Proposed havens for Hussein include Syria, Libya, Egypt, Iran, Russia, and Belarus. Last week, the Iranian newspaper Entekhab reported that German Foreign Minister Joschka Fischer had told his Iranian counterpart, Kamal Kharrazi, that the US intended to overthrow Hussein without a "war, bloodshed, and heavy military expenditure," and that Iran and Russia were possible choices of exile for Hussein.

Mr. Kharrazi dismissed the media speculation as "groundless rumors."

It is not only Arab leaders that are pushing for Hussein's peaceful ouster. A group of Arab intellectuals have compiled a petition calling on Hussein to step down to avoid a "catastrophe" in the Middle East.

"The immediate resignation of Saddam Hussein, whose rule for over three decades has been a nightmare for Iraq and the Arab world, is the only way to avoid more violence," reads the petition, which is due to be made public this week.

It also calls for the deployment of human-rights monitors from the United Nations and the Arab League to oversee a peaceful transition of power in Iraq.

"There has been a tragic silence on the fate of the Arab world by the Arab world," says Chibli Mallat, a Lebanese professor of international law and one of the signatories. "Our lives are at stake with all these chemical weapons - so we had this sort of reaction that we should do something."

Yet many Arab and Western diplomats and analysts believe that Hussein will not leave Iraq voluntarily.

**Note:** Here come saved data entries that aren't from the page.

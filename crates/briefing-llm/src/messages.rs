//! Message types for LLM communication

use serde::{Deserialize, Serialize};

/// Message role in a conversation
#[derive(Debug, Clone, Copy, PartialEq, Eq, Serialize, Deserialize)]
#[serde(rename_all = "lowercase")]
pub enum Role {
    /// User message
    User,
    /// Assistant message
    Assistant,
    /// System message (handled separately in some providers)
    System,
}

/// A text message in the conversation
#[derive(Debug, Clone, PartialEq, Eq, Serialize, Deserialize)]
pub struct Message {
    /// Message role
    pub role: Role,

    /// Message text
    pub content: String,
}

impl Message {
    /// Create a user message
    pub fn user(text: impl Into<String>) -> Self {
        Self {
            role: Role::User,
            content: text.into(),
        }
    }

    /// Create an assistant message
    pub fn assistant(text: impl Into<String>) -> Self {
        Self {
            role: Role::Assistant,
            content: text.into(),
        }
    }

    /// Create a system message
    pub fn system(text: impl Into<String>) -> Self {
        Self {
            role: Role::System,
            content: text.into(),
        }
    }

    /// Message text
    pub fn text(&self) -> &str {
        &self.content
    }
}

"They are dreaming if they think this man will leave," says Abdullah Bishara, head of the Diplomatic Center for Strategic Studies in Kuwait. "He will bring down the walls like Samson."

Joe Wilson, a former diplomat in Baghdad and the last American official to meet Hussein, said that the Iraqi leader was the "epitome of 'L'état c'est moi.' "

"In his own mind he is Iraq. He would not easily give that up, if at all," Mr Wilson says. He adds that Hussein would fear being extradited from his country of exile to face charges of war crimes, like former Yugoslav President Slobodan Milosevic.

"Far more likely is that he will try to manage the crisis to survive and if that is not possible, to go down as a martyr in the Arab struggle against Israel and the recurrent humiliations inflicted by the West," Wilson says.

Staff writer Howard LaFranchi contributed to this report from Washington.